▸ **Directions**
Nothing but the lines from the one containing "let cell = Arc::new(Locked::new(0u32));" through the final line of the data should be repeated, and each must be exact.

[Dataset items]
▬▬▬

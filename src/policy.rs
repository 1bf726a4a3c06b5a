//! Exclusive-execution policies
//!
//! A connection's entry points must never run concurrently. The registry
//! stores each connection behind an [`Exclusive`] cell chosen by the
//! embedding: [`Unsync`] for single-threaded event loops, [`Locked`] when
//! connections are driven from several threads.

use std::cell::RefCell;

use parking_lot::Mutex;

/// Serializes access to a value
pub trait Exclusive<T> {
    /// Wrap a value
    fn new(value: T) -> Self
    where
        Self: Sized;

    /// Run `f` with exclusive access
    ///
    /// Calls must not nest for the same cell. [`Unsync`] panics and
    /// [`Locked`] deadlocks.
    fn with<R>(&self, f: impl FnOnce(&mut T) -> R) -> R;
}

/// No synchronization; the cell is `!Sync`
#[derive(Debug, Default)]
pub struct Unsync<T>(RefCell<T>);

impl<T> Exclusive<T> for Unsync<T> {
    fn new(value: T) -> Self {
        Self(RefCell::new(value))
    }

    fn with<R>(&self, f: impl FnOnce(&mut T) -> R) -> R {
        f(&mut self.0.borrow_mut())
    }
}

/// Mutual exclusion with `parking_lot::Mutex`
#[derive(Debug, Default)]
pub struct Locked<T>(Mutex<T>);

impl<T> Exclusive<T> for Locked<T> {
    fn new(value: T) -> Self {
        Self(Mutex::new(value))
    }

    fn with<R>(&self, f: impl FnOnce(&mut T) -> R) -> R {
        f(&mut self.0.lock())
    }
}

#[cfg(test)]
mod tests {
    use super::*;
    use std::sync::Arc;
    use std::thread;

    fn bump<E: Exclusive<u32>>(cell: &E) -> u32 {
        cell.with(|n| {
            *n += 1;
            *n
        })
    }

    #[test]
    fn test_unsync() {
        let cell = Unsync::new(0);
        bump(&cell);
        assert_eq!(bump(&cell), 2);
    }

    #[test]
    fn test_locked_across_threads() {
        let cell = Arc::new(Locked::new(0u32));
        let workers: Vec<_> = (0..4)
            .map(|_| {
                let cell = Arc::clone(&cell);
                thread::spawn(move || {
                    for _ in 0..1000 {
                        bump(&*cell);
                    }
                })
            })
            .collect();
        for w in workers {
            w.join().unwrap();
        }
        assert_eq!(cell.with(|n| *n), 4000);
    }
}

▬▬▬

▸ **Answer section**
        let cell = Arc::new(Locked::new(0u32));
        let workers: Vec<_> = (0..4)
            .map(|_| {
                let cell = Arc::clone(&cell);
                thread::spawn(move || {
                    for _ in 0..1000 {
                        bump(&*cell);
                    }
                })
            })
            .collect();
        for w in workers {
            w.join().unwrap();
        }
        assert_eq!(cell.with(|n| *n), 4000);
    }
}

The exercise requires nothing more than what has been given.